• **What the task asks**: Search the data below, and report every line in which "encoded" occurs.

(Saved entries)
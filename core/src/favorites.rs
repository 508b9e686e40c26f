use std::collections::HashSet;

use thiserror::Error;
use tracing::{debug, warn};

use crate::store::SettingsStore;

/// Settings key the favorite ids are stored under.
pub const FAVORITES_KEY: &str = "favorites";

/// A favorites write that did not reach the settings store.
///
/// The in-memory set already reflects the mutation; this only reports that
/// the next session may not see it.
#[derive(Debug, Clone, PartialEq, Eq, Error)]
pub enum PersistError {
    #[error("could not encode {key}: {reason}")]
    Encode { key: &'static str, reason: String },
    #[error("could not save {key}: {reason}")]
    Write { key: &'static str, reason: String },
}

/// The user's favorite recipe ids, in the order they were added.
///
/// Every mutation rewrites the full set as a JSON array under [`FAVORITES_KEY`].
pub struct FavoritesStore<S> {
    store: S,
    ids: Vec<i64>,
    index: HashSet<i64>,
    write_error: Option<PersistError>,
}

impl<S: SettingsStore> FavoritesStore<S> {
    /// Restore favorites from `store`. Missing, unreadable or malformed state
    /// starts an empty set.
    pub fn load(store: S) -> Self {
        let ids = match store.get(FAVORITES_KEY) {
            Ok(Some(raw)) => match parse_ids(&raw) {
                Ok(ids) => ids,
                Err(err) => {
                    warn!(error = %err, "ignoring malformed favorites state");
                    Vec::new()
                }
            },
            Ok(None) => Vec::new(),
            Err(err) => {
                warn!(error = %format!("{err:#}"), "favorites state unavailable, starting empty");
                Vec::new()
            }
        };

        let mut favorites = Self {
            store,
            ids: Vec::with_capacity(ids.len()),
            index: HashSet::with_capacity(ids.len()),
            write_error: None,
        };
        for id in ids {
            favorites.insert(id);
        }
        debug!(count = favorites.ids.len(), "loaded favorites");
        favorites
    }

    #[must_use]
    pub fn is_favorite(&self, id: i64) -> bool {
        self.index.contains(&id)
    }

    /// Flip membership of `id`. Returns whether it is a favorite afterwards.
    pub fn toggle(&mut self, id: i64) -> bool {
        let now_favorite = if self.is_favorite(id) {
            self.delete(id);
            false
        } else {
            self.insert(id);
            true
        };
        self.persist();
        now_favorite
    }

    /// Mark `id` as a favorite. Returns `true` if it was not one before.
    pub fn add(&mut self, id: i64) -> bool {
        let added = self.insert(id);
        self.persist();
        added
    }

    /// Unmark `id`. Removing an id that is not a favorite is a no-op and
    /// leaves the stored value untouched. Returns whether it was present.
    pub fn remove(&mut self, id: i64) -> bool {
        let removed = self.delete(id);
        if removed {
            self.persist();
        }
        removed
    }

    #[must_use]
    pub fn list(&self) -> &[i64] {
        &self.ids
    }

    #[must_use]
    pub fn len(&self) -> usize {
        self.ids.len()
    }

    #[must_use]
    pub fn is_empty(&self) -> bool {
        self.ids.is_empty()
    }

    /// The failure of the most recent write, if it failed. Cleared on read
    /// and by any later successful write.
    pub fn take_write_error(&mut self) -> Option<PersistError> {
        self.write_error.take()
    }

    #[must_use]
    pub fn store(&self) -> &S {
        &self.store
    }

    fn insert(&mut self, id: i64) -> bool {
        if self.index.insert(id) {
            self.ids.push(id);
            true
        } else {
            false
        }
    }

    fn delete(&mut self, id: i64) -> bool {
        if self.index.remove(&id) {
            self.ids.retain(|&fav| fav != id);
            true
        } else {
            false
        }
    }

    fn persist(&mut self) {
        self.write_error = match self.write() {
            Ok(()) => None,
            Err(err) => {
                warn!(error = %err, "favorites kept in memory only");
                Some(err)
            }
        };
    }

    fn write(&self) -> Result<(), PersistError> {
        let encoded = serde_json::to_string(&self.ids).map_err(|e| PersistError::Encode {
            key: FAVORITES_KEY,
            reason: e.to_string(),
        })?;
        self.store
            .set(FAVORITES_KEY, &encoded)
            .map_err(|e| PersistError::Write {
                key: FAVORITES_KEY,
                reason: format!("{e:#}"),
            })
    }
}

fn parse_ids(raw: &str) -> Result<Vec<i64>, serde_json::Error> {
    serde_json::from_str(raw)
}
use crate::catalog::Catalog;
use crate::favorites::{FavoritesStore, PersistError};
use crate::matcher::{MatchOptions, find_matches};
use crate::models::{Recipe, RecipeCard};
use crate::store::SettingsStore;

/// Application context: the catalog plus the user's favorites.
///
/// Built once at startup and handed to whichever front end is running.
pub struct PantryService<S> {
    catalog: Catalog,
    favorites: FavoritesStore<S>,
    match_options: MatchOptions,
}

impl<S: SettingsStore> PantryService<S> {
    pub fn new(catalog: Catalog, store: S) -> Self {
        Self {
            catalog,
            favorites: FavoritesStore::load(store),
            match_options: MatchOptions::default(),
        }
    }

    #[must_use]
    pub fn with_match_options(mut self, options: MatchOptions) -> Self {
        self.match_options = options;
        self
    }

    #[must_use]
    pub fn catalog(&self) -> &Catalog {
        &self.catalog
    }

    #[must_use]
    pub fn match_options(&self) -> MatchOptions {
        self.match_options
    }

    /// Recipes matching `query`, annotated with favorite state.
    #[must_use]
    pub fn search(&self, query: &str) -> Vec<RecipeCard<'_>> {
        self.search_with(query, self.match_options)
    }

    #[must_use]
    pub fn search_with(&self, query: &str, options: MatchOptions) -> Vec<RecipeCard<'_>> {
        find_matches(query, self.catalog.recipes(), options)
            .into_iter()
            .map(|recipe| self.card(recipe))
            .collect()
    }

    #[must_use]
    pub fn recipe(&self, id: i64) -> Option<RecipeCard<'_>> {
        self.catalog.get(id).map(|recipe| self.card(recipe))
    }

    #[must_use]
    pub fn is_favorite(&self, id: i64) -> bool {
        self.favorites.is_favorite(id)
    }

    /// Favorite ids in the order they were added, including ids the catalog
    /// no longer knows.
    #[must_use]
    pub fn favorite_ids(&self) -> &[i64] {
        self.favorites.list()
    }

    /// Favorite recipes in the order they were added. Dangling ids are skipped.
    #[must_use]
    pub fn favorite_recipes(&self) -> Vec<&Recipe> {
        self.favorites
            .list()
            .iter()
            .filter_map(|&id| self.catalog.get(id))
            .collect()
    }

    pub fn toggle_favorite(&mut self, id: i64) -> bool {
        self.favorites.toggle(id)
    }

    pub fn add_favorite(&mut self, id: i64) -> bool {
        self.favorites.add(id)
    }

    pub fn remove_favorite(&mut self, id: i64) -> bool {
        self.favorites.remove(id)
    }

    pub fn take_write_error(&mut self) -> Option<PersistError> {
        self.favorites.take_write_error()
    }

    #[must_use]
    pub fn store(&self) -> &S {
        self.favorites.store()
    }

    fn card<'a>(&self, recipe: &'a Recipe) -> RecipeCard<'a> {
        RecipeCard {
            recipe,
            favorite: self.favorites.is_favorite(recipe.id),
        }
    }
}

#[cfg(test)]
mod tests {
    use super::*;
    use crate::favorites::FAVORITES_KEY;
    use crate::store::MemoryStore;

    fn service() -> PantryService<MemoryStore> {
        PantryService::new(Catalog::builtin(), MemoryStore::new())
    }

    #[test]
    fn test_search_annotates_favorites() {
        let mut svc = service();
        svc.toggle_favorite(2);
        let cards = svc.search("tomato, basil");
        let flags: Vec<(i64, bool)> = cards.iter().map(|c| (c.recipe.id, c.favorite)).collect();
        assert_eq!(flags, [(1, false), (2, true)]);
    }

    #[test]
    fn test_search_uses_configured_options() {
        let strict = service();
        assert!(strict.search("tomato,,basil").is_empty());

        let lenient = service().with_match_options(MatchOptions::lenient());
        assert_eq!(lenient.search("tomato,,basil").len(), 2);
        // Per-call override wins
        assert!(
            lenient
                .search_with("tomato,,basil", MatchOptions::default())
                .is_empty()
        );
    }

    #[test]
    fn test_empty_query_lists_catalog() {
        let svc = service();
        assert_eq!(svc.search("").len(), svc.catalog().len());
    }

    #[test]
    fn test_favorite_recipes_skip_dangling_ids() {
        let store = MemoryStore::new().with_value(FAVORITES_KEY, "[3,99,1]");
        let svc = PantryService::new(Catalog::builtin(), store);
        assert_eq!(svc.favorite_ids(), [3, 99, 1]);
        let names: Vec<&str> = svc
            .favorite_recipes()
            .iter()
            .map(|r| r.name.as_str())
            .collect();
        assert_eq!(names, ["Grilled Cheese Sandwich", "Margherita Pizza"]);
    }

    #[test]
    fn test_recipe_lookup() {
        let mut svc = service();
        svc.add_favorite(5);
        let card = svc.recipe(5).unwrap();
        assert_eq!(card.recipe.name, "Vegetable Stir Fry");
        assert!(card.favorite);
        assert!(svc.recipe(404).is_none());
    }

    #[test]
    fn test_mutations_persist_through_store() {
        let mut svc = service();
        svc.toggle_favorite(6);
        svc.add_favorite(1);
        assert!(svc.remove_favorite(6));
        assert!(!svc.remove_favorite(6));
        assert_eq!(
            svc.store().get(FAVORITES_KEY).unwrap().as_deref(),
            Some("[1]")
        );
    }
}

• **Exercise output**:
        let encoded = serde_json::to_string(&self.ids).map_err(|e| PersistError::Encode {
            .set(FAVORITES_KEY, &encoded)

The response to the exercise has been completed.